Benchmarking Dragonfly
Dragonfly is a high-performance, distributed key-value store designed for scalability and low latency. It’s a drop-in replacement for Redis 6.x and memcached servers. This document outlines a benchmarking methodology and results achieved using Dragonfly with the memtier_benchmark
load testing tool.
We benchmarked Dragonfly using the memtier_benchmark load testing tool. A prebuilt container is also available on Docker Hub Although Redis offers the redis-benchmark
tool in its repository, it has not been as efficient as memtier_benchmark
and it often becomes the bottleneck instead of Dragonfly.
We also developed our own tool dfly_bench, which can be built from source in the Dragonfly repository.
Methodology
- Remote Deployment: Dragonfly is a multi-threaded server designed to run remotely. Therefore, we recommend running the load testing client and server on separate machines for a more accurate representation of real-world performance.
- Minimizing Latency: Locate client and server within the same Availability Zone and use private IPs for optimal network performance. If you benchmark in the AWS cloud, consider an AWS Cluster placement group for the lowest possible latency. The rationale behind this - to remove any environmental factors that might skew the test results.
- Server vs.
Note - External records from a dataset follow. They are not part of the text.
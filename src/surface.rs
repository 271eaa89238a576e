//! Rendering-surface identity and the offscreen-raster factory seam.

use crate::raster::RasterImage;

/// Stable identity of a windowing-layer surface configuration.
///
/// The windowing layer assigns one id per distinct pixel-format/transparency
/// configuration (per display adapter, in practice). The id is opaque here;
/// only equality matters.
#[derive(Clone, Copy, Debug, PartialEq, Eq, Hash)]
pub struct DeviceConfigId(pub u64);

/// Configuration class of a rendering destination.
///
/// Two descriptors are equal iff they name the same configuration.
/// `Generic` is the software-surface class used when no device configuration
/// is available; it is a distinct class of its own, not a wildcard.
#[derive(Clone, Copy, Debug, Default, PartialEq, Eq, Hash)]
pub enum SurfaceDescriptor {
    #[default]
    Generic,
    Device(DeviceConfigId),
}

/// What the painter needs from a rendering destination.
///
/// Implemented by the embedding toolkit's windowing layer; tests substitute
/// an in-memory implementation, so no real display is required.
pub trait Surface {
    /// Configuration class of this destination.
    fn descriptor(&self) -> SurfaceDescriptor;

    /// Offscreen raster compatible with this destination's pixel format.
    ///
    /// `None` means the windowing layer cannot allocate one right now;
    /// callers degrade to a plain [`RasterImage`].
    fn create_compatible_raster(&self, width: u32, height: u32) -> Option<RasterImage> {
        Some(RasterImage::new(width, height))
    }
}

/// Software destination with no device configuration.
#[derive(Clone, Copy, Debug, Default)]
pub struct GenericSurface;

impl Surface for GenericSurface {
    fn descriptor(&self) -> SurfaceDescriptor {
        SurfaceDescriptor::Generic
    }
}
//! Theme token resolution.
//!
//! The look-and-feel resolves gradients and solid colors by string key. A
//! missing key is not an error: the caller falls back to a solid fill.

use std::collections::BTreeMap;

use crate::color::Rgba8Premul;
use crate::error::{GlazeError, GlazeResult};
use crate::gradient::GradientSpec;

/// Read-only view of theme tokens.
///
/// Implemented by the embedding toolkit's theme system; [`Stylesheet`] is a
/// standalone implementation for tests and simple embedders.
pub trait StyleProvider {
    fn gradient(&self, key: &str) -> Option<GradientSpec>;

    fn color(&self, key: &str) -> Option<Rgba8Premul>;
}

/// Flat token table, typically deserialized from JSON.
///
/// ```json
/// {
///   "gradients": {
///     "Button.gradient": {
///       "ratio1": 0.3, "ratio2": 0.0,
///       "start": { "r": 221, "g": 232, "b": 243, "a": 255 },
///       "mid":   { "r": 255, "g": 255, "b": 255, "a": 255 },
///       "end":   { "r": 184, "g": 207, "b": 229, "a": 255 }
///     }
///   },
///   "colors": { "control": { "r": 238, "g": 238, "b": 238, "a": 255 } }
/// }
/// ```
#[derive(Clone, Debug, Default, serde::Serialize, serde::Deserialize)]
pub struct Stylesheet {
    #[serde(default)]
    gradients: BTreeMap<String, GradientSpec>,
    #[serde(default)]
    colors: BTreeMap<String, Rgba8Premul>,
}

impl Stylesheet {
    pub fn new() -> Self {
        Self::default()
    }

    pub fn from_json_str(json: &str) -> GlazeResult<Self> {
        serde_json::from_str(json).map_err(|e| GlazeError::serde(e.to_string()))
    }

    pub fn to_json_string(&self) -> GlazeResult<String> {
        serde_json::to_string(self).map_err(|e| GlazeError::serde(e.to_string()))
    }

    pub fn with_gradient(mut self, key: impl Into<String>, spec: GradientSpec) -> Self {
        self.gradients.insert(key.into(), spec);
        self
    }

    pub fn with_color(mut self, key: impl Into<String>, color: Rgba8Premul) -> Self {
        self.colors.insert(key.into(), color);
        self
    }
}

impl StyleProvider for Stylesheet {
    fn gradient(&self, key: &str) -> Option<GradientSpec> {
        self.gradients.get(key).copied()
    }

    fn color(&self, key: &str) -> Option<Rgba8Premul> {
        self.colors.get(key).copied()
    }
}
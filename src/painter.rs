//! Render-once / blit-many orchestration over [`ImageCache`].

use tracing::trace;

use crate::cache::ImageCache;
use crate::error::GlazeResult;
use crate::params::PaintParams;
use crate::raster::RasterImage;
use crate::surface::Surface;

/// A piece of vector art that can be rasterized on demand.
///
/// One implementation exists per icon/border/fill kind. The painter calls
/// [`render`](Artwork::render) only on a cache miss, against an offscreen
/// raster of [`natural_size`](Artwork::natural_size). Everything that
/// changes the produced pixels must be part of [`Artwork::Params`]; the
/// callback must not trigger a repaint of its own painter.
pub trait Artwork {
    /// Paint-relevant state for this artwork.
    type Params: PaintParams;

    /// Raster size to render for a `width × height` paint request.
    ///
    /// Tileable artwork (gradient strips) returns something smaller than the
    /// request; the painter repeats the raster to cover the region.
    fn natural_size(&self, width: u32, height: u32) -> (u32, u32) {
        (width, height)
    }

    /// Rasterize into `raster`. Called only on a cache miss.
    fn render(&self, raster: &mut RasterImage, params: &Self::Params) -> GlazeResult<()>;
}

/// Paints an [`Artwork`] through a private per-instance bitmap cache.
///
/// The artwork is rasterized at most once per (surface descriptor ×
/// parameter key); later paints reuse the cached raster via clipped,
/// non-overlapping tiled blits. Each painter owns its cache and is accessed
/// from the single UI thread only (`&mut self`, no interior mutability, no
/// locks).
#[derive(Clone, Debug)]
pub struct CachedPainter<A: Artwork> {
    artwork: A,
    cache: Option<ImageCache>,
}

impl<A: Artwork> CachedPainter<A> {
    pub fn new(artwork: A) -> Self {
        Self {
            artwork,
            cache: None,
        }
    }

    pub fn artwork(&self) -> &A {
        &self.artwork
    }

    /// Drops every cached raster; the next paint re-renders.
    ///
    /// For state the owner tracks in [`Artwork::Params`] this happens
    /// automatically; `invalidate` covers external changes the parameter
    /// vector does not encode.
    pub fn invalidate(&mut self) {
        if let Some(cache) = &mut self.cache {
            cache.clear();
        }
    }

    /// Paints the artwork into `target` at `(x, y)`, covering `width × height`.
    ///
    /// Renders on the first call per (descriptor, params) and blits from
    /// cache afterwards. When the cached raster is smaller than the request
    /// it is repeated in non-overlapping tiles, the last tile on each axis
    /// clipped to the remainder. An `Err` from the artwork propagates and
    /// caches nothing.
    #[tracing::instrument(skip(self, target, surface, params))]
    pub fn paint(
        &mut self,
        target: &mut RasterImage,
        surface: &dyn Surface,
        x: i32,
        y: i32,
        width: u32,
        height: u32,
        params: &A::Params,
    ) -> GlazeResult<()> {
        if width == 0 || height == 0 {
            return Ok(());
        }

        let descriptor = surface.descriptor();
        let key = params.key();
        let cache = self.cache.get_or_insert_with(ImageCache::new);

        let hit = cache.lookup(descriptor).is_some_and(|e| e.params() == key);
        if !hit {
            let (tile_w, tile_h) = self.artwork.natural_size(width, height);
            let mut raster = surface
                .create_compatible_raster(tile_w, tile_h)
                .unwrap_or_else(|| RasterImage::new(tile_w, tile_h));
            self.artwork.render(&mut raster, params)?;
            trace!(?descriptor, tile_w, tile_h, "cache miss, rendered artwork");
            cache.store(raster, descriptor, key);
        }

        // lookup/store above left the right tile at the front.
        let Some(tile) = cache.front() else {
            return Ok(());
        };
        blit_tiled(target, tile, x, y, width, height);
        Ok(())
    }
}

/// Repeats `tile` over the `width × height` region at `(x, y)`.
///
/// Tiles never overlap and the last tile on each axis is clipped to the
/// remainder, so the union of blits covers the region exactly once and
/// never touches pixels outside it.
fn blit_tiled(
    target: &mut RasterImage,
    tile: &RasterImage,
    x: i32,
    y: i32,
    width: u32,
    height: u32,
) {
    let tile_w = tile.width();
    let tile_h = tile.height();
    if tile_w == 0 || tile_h == 0 {
        return;
    }

    let mut ty = 0u32;
    while ty < height {
        let clip_h = tile_h.min(height - ty);
        let mut tx = 0u32;
        while tx < width {
            let clip_w = tile_w.min(width - tx);
            target.blit_over(
                tile,
                x.saturating_add_unsigned(tx),
                y.saturating_add_unsigned(ty),
                clip_w,
                clip_h,
            );
            tx += tile_w;
        }
        ty += tile_h;
    }
}
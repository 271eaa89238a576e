//! PNG import/export for rasters.
//!
//! PNG bytes are straight-alpha; rasters are premultiplied. Decoding
//! premultiplies in place, encoding unpremultiplies, so files on disk look
//! right in any external viewer.

use std::io::Cursor;

use anyhow::Context;

use crate::color::Rgba8Premul;
use crate::error::{GlazeError, GlazeResult};
use crate::raster::RasterImage;

pub fn decode_png(bytes: &[u8]) -> GlazeResult<RasterImage> {
    let dyn_img = image::load_from_memory(bytes).context("decode image from memory")?;
    let rgba = dyn_img.to_rgba8();
    let (width, height) = rgba.dimensions();

    let mut data = rgba.into_raw();
    premultiply_rgba8_in_place(&mut data);
    RasterImage::from_premul_vec(width, height, data)
}

pub fn encode_png(raster: &RasterImage) -> GlazeResult<Vec<u8>> {
    if raster.width() == 0 || raster.height() == 0 {
        return Err(GlazeError::validation("cannot encode a zero-sized raster"));
    }

    let mut straight = raster.data().to_vec();
    unpremultiply_rgba8_in_place(&mut straight);

    let img = image::RgbaImage::from_raw(raster.width(), raster.height(), straight)
        .ok_or_else(|| GlazeError::validation("raster byte length does not match dimensions"))?;

    let mut buf = Vec::new();
    image::DynamicImage::ImageRgba8(img)
        .write_to(&mut Cursor::new(&mut buf), image::ImageFormat::Png)
        .context("encode png")?;
    Ok(buf)
}

fn premultiply_rgba8_in_place(rgba: &mut [u8]) {
    for px in rgba.chunks_exact_mut(4) {
        let c = Rgba8Premul::from_straight_rgba(px[0], px[1], px[2], px[3]);
        px.copy_from_slice(&c.to_array());
    }
}

fn unpremultiply_rgba8_in_place(rgba: &mut [u8]) {
    for px in rgba.chunks_exact_mut(4) {
        let c = Rgba8Premul::from_array([px[0], px[1], px[2], px[3]]);
        px.copy_from_slice(&c.to_straight_rgba());
    }
}
//! Multi-stop linear gradient bands.
//!
//! A band is a 3-color, 4-segment gradient described by [`GradientSpec`]:
//! a ramp from the start color to the mid color, a flat stretch of the mid
//! color, a ramp back to the start color, and a ramp from the start color to
//! the end color over the remainder. The fill is a pure function of
//! (spec, size, axis) — identical inputs produce identical pixels — which is
//! what makes its output safe to cache.

use crate::color::Rgba8Premul;
use crate::error::GlazeResult;
use crate::painter::Artwork;
use crate::params::{PaintParams, ParamHasher};
use crate::raster::RasterImage;

/// Cross-axis width of the strip cached for tiled gradient fills.
const TILE_CROSS_AXIS: u32 = 64;

/// Direction a gradient band runs in.
#[derive(Clone, Copy, Debug, PartialEq, Eq, Hash, serde::Serialize, serde::Deserialize)]
pub enum GradientAxis {
    /// Color varies along x, constant down each column.
    Horizontal,
    /// Color varies along y, constant across each row.
    Vertical,
}

/// 3-color, 4-segment gradient description supplied by the theme.
///
/// `ratio1` is the fraction of the band taken by each of the two
/// start↔mid ramps, `ratio2` the fraction taken by the flat mid stretch.
/// `ratio1 × 2 + ratio2 > 1` is accepted input: segments are truncated
/// back-to-front so the band never overflows (see [`segment_lengths`]).
#[derive(Clone, Copy, Debug, PartialEq, serde::Serialize, serde::Deserialize)]
pub struct GradientSpec {
    pub ratio1: f32,
    pub ratio2: f32,
    pub start: Rgba8Premul,
    pub mid: Rgba8Premul,
    pub end: Rgba8Premul,
}

impl GradientSpec {
    pub fn new(
        ratio1: f32,
        ratio2: f32,
        start: Rgba8Premul,
        mid: Rgba8Premul,
        end: Rgba8Premul,
    ) -> Self {
        Self {
            ratio1,
            ratio2,
            start,
            mid,
            end,
        }
    }
}

impl PaintParams for GradientSpec {
    fn write(&self, hasher: &mut ParamHasher) {
        hasher.write_f32(self.ratio1);
        hasher.write_f32(self.ratio2);
        for color in [self.start, self.mid, self.end] {
            hasher.write_bytes(&color.to_array());
        }
    }
}

/// Lengths of the four segments for a band of `len` pixels.
///
/// Nominal lengths are `round(ratio1·len)`, `round(ratio2·len)`,
/// `round(ratio1·len)` and the remainder. Each segment is then granted at
/// most what is left of the band, so overlong ratios truncate the later
/// segments first and the four lengths always sum to exactly `len`.
/// Ratios are clamped into [0, 1] before rounding.
pub fn segment_lengths(spec: &GradientSpec, len: u32) -> [u32; 4] {
    let ratio1 = spec.ratio1.clamp(0.0, 1.0);
    let ratio2 = spec.ratio2.clamp(0.0, 1.0);
    let ramp = (ratio1 * len as f32).round() as u32;
    let flat = (ratio2 * len as f32).round() as u32;

    let mut remaining = len;
    let a = ramp.min(remaining);
    remaining -= a;
    let b = flat.min(remaining);
    remaining -= b;
    let c = ramp.min(remaining);
    remaining -= c;
    [a, b, c, remaining]
}

/// Fills the whole raster with the gradient band.
///
/// This is the artwork path: the raster is the cached tile.
pub fn fill_gradient(raster: &mut RasterImage, spec: &GradientSpec, axis: GradientAxis) {
    let (w, h) = (raster.width(), raster.height());
    fill_gradient_rect(raster, 0, 0, w, h, spec, axis);
}

/// Fills the `w × h` region at `(x, y)` with the gradient band, clipped to
/// the raster.
///
/// Segment boundaries are computed from the requested band length (`h` for
/// vertical, `w` for horizontal), not the clipped one, so a partially
/// visible band keeps its proportions. Zero-length segments are skipped
/// without issuing any fill.
pub fn fill_gradient_rect(
    raster: &mut RasterImage,
    x: i32,
    y: i32,
    w: u32,
    h: u32,
    spec: &GradientSpec,
    axis: GradientAxis,
) {
    if w == 0 || h == 0 {
        return;
    }
    let band = Band { x, y, w, h, axis };
    let band_len = match axis {
        GradientAxis::Horizontal => w,
        GradientAxis::Vertical => h,
    };
    let [a, b, c, d] = segment_lengths(spec, band_len);

    let mut offset = 0;
    offset = band.ramp(raster, offset, a, spec.start, spec.mid);
    offset = band.flat(raster, offset, b, spec.mid);
    offset = band.ramp(raster, offset, c, spec.mid, spec.start);
    band.ramp(raster, offset, d, spec.start, spec.end);
}

/// Placement of a band inside a raster.
#[derive(Clone, Copy)]
struct Band {
    x: i32,
    y: i32,
    w: u32,
    h: u32,
    axis: GradientAxis,
}

impl Band {
    /// Linear ramp of `len` lines from `from` to `to`, starting at `offset`
    /// along the band. Endpoints are exact: line 0 is `from`, line `len − 1`
    /// is `to`. Returns the offset past the segment.
    fn ramp(
        &self,
        raster: &mut RasterImage,
        offset: u32,
        len: u32,
        from: Rgba8Premul,
        to: Rgba8Premul,
    ) -> u32 {
        for i in 0..len {
            let t = if len > 1 {
                i as f32 / (len - 1) as f32
            } else {
                0.0
            };
            self.line(raster, offset + i, from.lerp(to, t));
        }
        offset + len
    }

    /// Flat stretch of `len` lines of `color` starting at `offset`.
    fn flat(&self, raster: &mut RasterImage, offset: u32, len: u32, color: Rgba8Premul) -> u32 {
        if len == 0 {
            return offset;
        }
        match self.axis {
            GradientAxis::Horizontal => {
                raster.fill_rect(self.x.saturating_add_unsigned(offset), self.y, len, self.h, color);
            }
            GradientAxis::Vertical => {
                raster.fill_rect(self.x, self.y.saturating_add_unsigned(offset), self.w, len, color);
            }
        }
        offset + len
    }

    /// One cross-axis line of the band at `offset`.
    fn line(&self, raster: &mut RasterImage, offset: u32, color: Rgba8Premul) {
        match self.axis {
            GradientAxis::Horizontal => {
                raster.fill_rect(self.x.saturating_add_unsigned(offset), self.y, 1, self.h, color);
            }
            GradientAxis::Vertical => {
                raster.fill_rect(self.x, self.y.saturating_add_unsigned(offset), self.w, 1, color);
            }
        }
    }
}

/// Tileable gradient artwork.
///
/// Caches a strip of at most [`TILE_CROSS_AXIS`] pixels along the cross
/// axis and full length along the gradient axis; the painter repeats the
/// strip across the control. The [`GradientSpec`] is the parameter vector:
/// a theme change re-renders the strip.
#[derive(Clone, Copy, Debug)]
pub struct GradientBand {
    axis: GradientAxis,
}

impl GradientBand {
    pub fn new(axis: GradientAxis) -> Self {
        Self { axis }
    }

    pub fn horizontal() -> Self {
        Self::new(GradientAxis::Horizontal)
    }

    pub fn vertical() -> Self {
        Self::new(GradientAxis::Vertical)
    }

    pub fn axis(&self) -> GradientAxis {
        self.axis
    }
}

impl Artwork for GradientBand {
    type Params = GradientSpec;

    fn natural_size(&self, width: u32, height: u32) -> (u32, u32) {
        match self.axis {
            GradientAxis::Horizontal => (width, height.min(TILE_CROSS_AXIS)),
            GradientAxis::Vertical => (width.min(TILE_CROSS_AXIS), height),
        }
    }

    fn render(&self, raster: &mut RasterImage, params: &GradientSpec) -> GlazeResult<()> {
        fill_gradient(raster, params, self.axis);
        Ok(())
    }
}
Client Resources: Use a more powerful instance for the load testing client to avoid client-side bottlenecks.
The remainder of this document will discuss how to set up a benchmark in the AWS cloud to observe millions of QPS from a single instance.
Load testing configuration
We used Dragonfly v1.15.0 (latest at the time of writing) with the following arguments: ./dragonfly --logtostderr --dbfilename=
Please notice that Dragonfly uses of all the available vCPUs by default on the server. If you want to control explicitly number of threads in Dragonfly you can add --proactor_threads=<N>
. Both the client and server instances run Ubuntu 23.04
OS with kernel version 6.2. In line with our recommendations above, we used internal IPs for connecting and used stronger c7gn.16xlarge
instance with 64 vCPUs for the load-testing program (i.e. the client).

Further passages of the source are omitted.